Success, you see, comes from more than just hard work. You have to build “social capital”.
Loretta Napoleoni, this month’s Ruby of the Month, is another example of building social capital for the benefit of all.
Loretta and I met some years ago now through the Sydney Writers Festival (SWF) when Loretta agreed to present at a private function for some of our customers. Westpac was an SWF sponsor. What she had to say about the state of the world economy and her Rogue Economics theory was so compelling I decided she had to speak at a women in banking summit I was involved in in the UK later that year.
Her presentation just so happened to fall on the day of the crash and, as Lehmann Brothers went under the media went wild. Loretta was inundated with requests for interviews. Loretta had predicted much of what was unfolding in front of our very eyes and its proximity was scary: one day a delegate was there at the banking summit, the next day they were out of a job.
Loretta then came to Melbourne Writer’s Festival, where we again caught up and by the time she agreed to be the keynote speaker at the Global Banking Alliance’s 10-year anniversary in Washington, we were firm friends.
Now we catch up with each other whenever time and place allow.
It’s a similar story when I think about ABC journalist, author and 7:30 presenter Leigh Sales, and our 100 Women of Influence winner, Sam Mostyn.
Leigh was a facilitator at an SWF event (there must be something in that festival’s water) I attended a couple of years back. I loved her so much I asked her if she’d come and speak at one of our lunches about her recently released book On Doubt. She did. Then when I heard she’d landed the plum job of interviewing my all time favourite pin-up, Hillary Clinton, in January this year, I began to plot when next I could secure time out of her busy schedule for her to come back and talk to us all. The fruit of that labour is another lunch with Leigh and I’m sure there will be more.
As for Sam (Mostyn), we met at an APEC Women’s Conference in Port Douglas and have been firm friends ever since. Sam was also the winner of the Board/Management 100 Women of Influence award at our inaugural Westpac AFR 100 Women of Influence awards in 2012, and featured on Ruby as our ROM in February this year. Sam is speaking at a lunch in Melbourne about her extraordinary career.
Friends help one another and our networks grow.
On July 1, nominations open for the 2013 100 Women of Influence awards. I recommend building social capital. Nominate people you believe should be in contention and bring your thoughts on who and what makes a great woman of influence to the table. Along with increasing personal and industry profile, getting involved brings with it the benefit of building credibility individually, as well as at a community and business level. It’s a great event celebrating diversity.

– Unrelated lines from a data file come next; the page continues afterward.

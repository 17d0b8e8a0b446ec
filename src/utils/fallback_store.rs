//! Primary-then-fallback run store combinator
//!
//! The hosted deployment keeps run history in a remote table service and
//! mirrors it to local storage so the tools keep working offline. This
//! combinator expresses that pattern once, at construction time, instead
//! of scattering availability checks through the business logic: reads try
//! the primary and fall back to the secondary; writes go to the primary
//! and are mirrored to the secondary, or land on the secondary alone when
//! the primary is down.

use async_trait::async_trait;
use uuid::Uuid;

use crate::traits::{RunQuery, RunStore};
use crate::types::*;

/// A [`RunStore`] that prefers `primary` and degrades to `secondary`
pub struct FallbackRunStore<P: RunStore, S: RunStore> {
    primary: P,
    secondary: S,
}

impl<P: RunStore, S: RunStore> FallbackRunStore<P, S> {
    pub fn new(primary: P, secondary: S) -> Self {
        Self { primary, secondary }
    }

    /// Access the secondary store, e.g. to inspect what was mirrored
    pub fn secondary(&self) -> &S {
        &self.secondary
    }
}

#[async_trait]
impl<P: RunStore, S: RunStore> RunStore for FallbackRunStore<P, S> {
    async fn save_run(&mut self, run: &ReconciliationRun) -> ReconResult<()> {
        match self.primary.save_run(run).await {
            Ok(()) => {
                // Mirror so reads still work when the primary goes away.
                // A failed mirror is not fatal: the primary has the data.
                let _ = self.secondary.save_run(run).await;
                Ok(())
            }
            Err(_) => self.secondary.save_run(run).await,
        }
    }

    async fn get_run(&self, id: Uuid) -> ReconResult<Option<ReconciliationRun>> {
        match self.primary.get_run(id).await {
            Ok(Some(run)) => Ok(Some(run)),
            Ok(None) | Err(_) => self.secondary.get_run(id).await,
        }
    }

    async fn list_runs(&self, query: &RunQuery) -> ReconResult<Vec<ReconciliationRun>> {
        match self.primary.list_runs(query).await {
            Ok(runs) => Ok(runs),
            Err(_) => self.secondary.list_runs(query).await,
        }
    }

    async fn update_run(&mut self, run: &ReconciliationRun) -> ReconResult<()> {
        match self.primary.update_run(run).await {
            Ok(()) => {
                let _ = self.secondary.update_run(run).await;
                Ok(())
            }
            Err(ReconError::Storage(_)) => self.secondary.update_run(run).await,
            Err(ReconError::RunNotFound(_)) => {
                // The primary may simply have never seen this run
                if self.secondary.get_run(run.id).await?.is_some() {
                    self.secondary.update_run(run).await
                } else {
                    Err(ReconError::RunNotFound(run.id))
                }
            }
            Err(e) => Err(e),
        }
    }

    async fn delete_run(&mut self, id: Uuid) -> ReconResult<()> {
        let primary = self.primary.delete_run(id).await;
        let secondary = self.secondary.delete_run(id).await;
        // Deleting succeeds if either copy was removed
        match (primary, secondary) {
            (Ok(()), _) | (_, Ok(())) => Ok(()),
            (Err(e), Err(_)) => Err(e),
        }
    }
}
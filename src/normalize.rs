//! Input normalizer: raw tabular rows to typed entries
//!
//! Rows arrive already decoded from the spreadsheet codec, mapped
//! positionally to date, amount and description. Dates accept the
//! `DD/MM/YYYY` format the source extracts use as well as ISO
//! `YYYY-MM-DD`. Amounts accept the locale format with `.` as thousands
//! separator and `,` as decimal separator, explicit negative signs and
//! parenthesized negatives, and are normalized to signed integer minor
//! units. A row that fails to parse is reported and skipped; the batch
//! never aborts.

use chrono::NaiveDate;
use serde::{Deserialize, Serialize};

use crate::types::{Entry, EntrySide, RowError};

/// A raw row as handed over by the spreadsheet codec
#[derive(Debug, Clone, PartialEq, Eq, Serialize, Deserialize)]
pub struct RawRow {
    /// Row number in the uploaded file (1-based, header excluded)
    pub row: usize,
    pub date: String,
    pub amount: String,
    pub description: String,
}

impl RawRow {
    pub fn new(row: usize, date: &str, amount: &str, description: &str) -> Self {
        Self {
            row,
            date: date.to_string(),
            amount: amount.to_string(),
            description: description.to_string(),
        }
    }
}

/// Result of normalizing one side's rows
#[derive(Debug, Clone, Default)]
pub struct NormalizedBatch {
    /// Entries in original row order
    pub entries: Vec<Entry>,
    /// Row-level failures, in row order
    pub errors: Vec<RowError>,
}

impl NormalizedBatch {
    pub fn is_empty(&self) -> bool {
        self.entries.is_empty()
    }
}

/// Normalize a batch of raw rows into entries for one side
///
/// Input order is preserved. Each rejected row produces one [`RowError`]
/// naming the field that failed.
pub fn normalize_rows(side: EntrySide, rows: &[RawRow]) -> NormalizedBatch {
    let mut batch = NormalizedBatch::default();

    for raw in rows {
        let date = match parse_date(&raw.date) {
            Some(d) => d,
            None => {
                batch.errors.push(RowError {
                    row: raw.row,
                    field: "date".to_string(),
                    message: format!("unparseable date '{}'", raw.date.trim()),
                });
                continue;
            }
        };

        let amount_minor = match parse_amount_minor(&raw.amount) {
            Some(a) => a,
            None => {
                batch.errors.push(RowError {
                    row: raw.row,
                    field: "amount".to_string(),
                    message: format!("unparseable amount '{}'", raw.amount.trim()),
                });
                continue;
            }
        };

        batch.entries.push(Entry::new(
            side,
            raw.row,
            date,
            amount_minor,
            raw.description.trim().to_string(),
        ));
    }

    batch
}

/// Parse a date in `DD/MM/YYYY` or ISO `YYYY-MM-DD` format
pub fn parse_date(input: &str) -> Option<NaiveDate> {
    let trimmed = input.trim();
    if trimmed.is_empty() {
        return None;
    }
    NaiveDate::parse_from_str(trimmed, "%d/%m/%Y")
        .or_else(|_| NaiveDate::parse_from_str(trimmed, "%Y-%m-%d"))
        .ok()
}

/// Parse a locale-formatted amount string into signed minor units
///
/// Accepted forms: `1.234,56` / `-1.234,56` / `(1.234,56)` / `1234` /
/// `1234,5` (one decimal digit) and the unambiguous ISO form `1234.56`.
/// The currency is assumed to carry two decimal places.
pub fn parse_amount_minor(input: &str) -> Option<i64> {
    let mut s = input.trim();
    if s.is_empty() {
        return None;
    }

    // Parenthesized negatives, common in bank extracts
    let mut negative = false;
    if s.starts_with('(') && s.ends_with(')') {
        negative = true;
        s = s[1..s.len() - 1].trim();
    }
    if let Some(rest) = s.strip_prefix('-') {
        negative = !negative;
        s = rest.trim();
    } else if let Some(rest) = s.strip_prefix('+') {
        s = rest.trim();
    }

    let (integer_part, decimal_part) = split_amount(s)?;

    if integer_part.is_empty() && decimal_part.is_empty() {
        return None;
    }
    if !integer_part.chars().all(|c| c.is_ascii_digit())
        || !decimal_part.chars().all(|c| c.is_ascii_digit())
        || decimal_part.len() > 2
    {
        return None;
    }

    let units: i64 = if integer_part.is_empty() {
        0
    } else {
        integer_part.parse().ok()?
    };
    let cents: i64 = match decimal_part.len() {
        0 => 0,
        1 => decimal_part.parse::<i64>().ok()? * 10,
        _ => decimal_part.parse().ok()?,
    };

    let minor = units.checked_mul(100)?.checked_add(cents)?;
    Some(if negative { -minor } else { minor })
}

/// Split an unsigned amount string into integer and decimal digit parts,
/// resolving the separator convention
fn split_amount(s: &str) -> Option<(String, String)> {
    let has_comma = s.contains(',');
    let has_dot = s.contains('.');

    if has_comma {
        // Comma is the decimal separator, dots are thousands separators
        let mut parts = s.splitn(2, ',');
        let integer = parts.next()?.replace('.', "");
        let decimal = parts.next().unwrap_or("").to_string();
        if decimal.contains(',') || decimal.contains('.') {
            return None;
        }
        Some((integer, decimal))
    } else if has_dot {
        // No comma: a single trailing dot group of at most two digits is an
        // ISO decimal point, anything else is thousands grouping
        let idx = s.rfind('.').unwrap_or(0);
        let tail = &s[idx + 1..];
        if s.matches('.').count() == 1 && tail.len() <= 2 {
            Some((s[..idx].to_string(), tail.to_string()))
        } else {
            // e.g. "1.234.567" — grouped integer
            let groups: Vec<&str> = s.split('.').collect();
            if groups[1..].iter().all(|g| g.len() == 3) {
                Some((s.replace('.', ""), String::new()))
            } else {
                None
            }
        }
    } else {
        Some((s.to_string(), String::new()))
    }
}

#[cfg(test)]
mod tests {
    use super::*;

    #[test]
    fn parses_locale_amounts() {
        assert_eq!(parse_amount_minor("1.234,56"), Some(123_456));
        assert_eq!(parse_amount_minor("-1.234,56"), Some(-123_456));
        assert_eq!(parse_amount_minor("0,50"), Some(50));
        assert_eq!(parse_amount_minor("150,5"), Some(15_050));
        assert_eq!(parse_amount_minor("1234"), Some(123_400));
        assert_eq!(parse_amount_minor("(200,00)"), Some(-20_000));
        assert_eq!(parse_amount_minor("+12,00"), Some(1_200));
    }

    #[test]
    fn parses_iso_and_grouped_amounts() {
        assert_eq!(parse_amount_minor("1234.56"), Some(123_456));
        assert_eq!(parse_amount_minor("1.234.567"), Some(123_456_700));
    }

    #[test]
    fn rejects_garbage_amounts() {
        assert_eq!(parse_amount_minor(""), None);
        assert_eq!(parse_amount_minor("abc"), None);
        assert_eq!(parse_amount_minor("12,345"), None); // 3 decimal digits
        assert_eq!(parse_amount_minor("1,2,3"), None);
        assert_eq!(parse_amount_minor("--5"), None);
    }

    #[test]
    fn parses_both_date_formats() {
        let expected = NaiveDate::from_ymd_opt(2024, 3, 15).unwrap();
        assert_eq!(parse_date("15/03/2024"), Some(expected));
        assert_eq!(parse_date("2024-03-15"), Some(expected));
        assert_eq!(parse_date("15-03-2024"), None);
        assert_eq!(parse_date("32/01/2024"), None);
    }

    #[test]
    fn bad_rows_are_collected_not_fatal() {
        let rows = vec![
            RawRow::new(1, "01/03/2024", "1.500,00", "deposit"),
            RawRow::new(2, "not-a-date", "100,00", "bad date"),
            RawRow::new(3, "02/03/2024", "???", "bad amount"),
            RawRow::new(4, "03/03/2024", "-250,75", "withdrawal"),
        ];
        let batch = normalize_rows(EntrySide::Ledger, &rows);

        assert_eq!(batch.entries.len(), 2);
        assert_eq!(batch.errors.len(), 2);
        assert_eq!(batch.entries[0].id, "L-1");
        assert_eq!(batch.entries[0].amount_minor, 150_000);
        assert_eq!(batch.entries[1].amount_minor, -25_075);
        assert_eq!(batch.errors[0].row, 2);
        assert_eq!(batch.errors[0].field, "date");
        assert_eq!(batch.errors[1].row, 3);
        assert_eq!(batch.errors[1].field, "amount");
    }

    #[test]
    fn order_and_source_rows_preserved() {
        let rows = vec![
            RawRow::new(10, "05/01/2024", "1,00", "a"),
            RawRow::new(11, "01/01/2024", "2,00", "b"),
        ];
        let batch = normalize_rows(EntrySide::Statement, &rows);
        assert_eq!(batch.entries[0].source_row, 10);
        assert_eq!(batch.entries[1].source_row, 11);
        assert_eq!(batch.entries[0].id, "S-10");
    }
}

I’ve been going global too in the social capital construction stakes: visiting Brazil and Dubai in the past month as a guest of the World Bank. My topic, no prizes for guessing, has been the female economy and how it can be nurtured for the good of the whole.
Slowly the world is catching on to the importance of women – the significant role we can and do play in the community, economically, socially and financially.
Driven in part by the growth in the Small Medium Enterprise market, banks, such as Itau, based in Sao Paulo, Brazil (and the largest bank in the Southern Hemisphere), are keen to hear how we’ve handled the issues and the potential of the female economy at Westpac over many years. Our experience is viewed as world’s first.
I know Australia often punches above its weight, as they say, because I’ve been lucky enough to experience the effect of those punches on many levels, including the work we do globally at the GBA. It’s impossible not to feel proud about our ability to build relationships that work hard and deliver.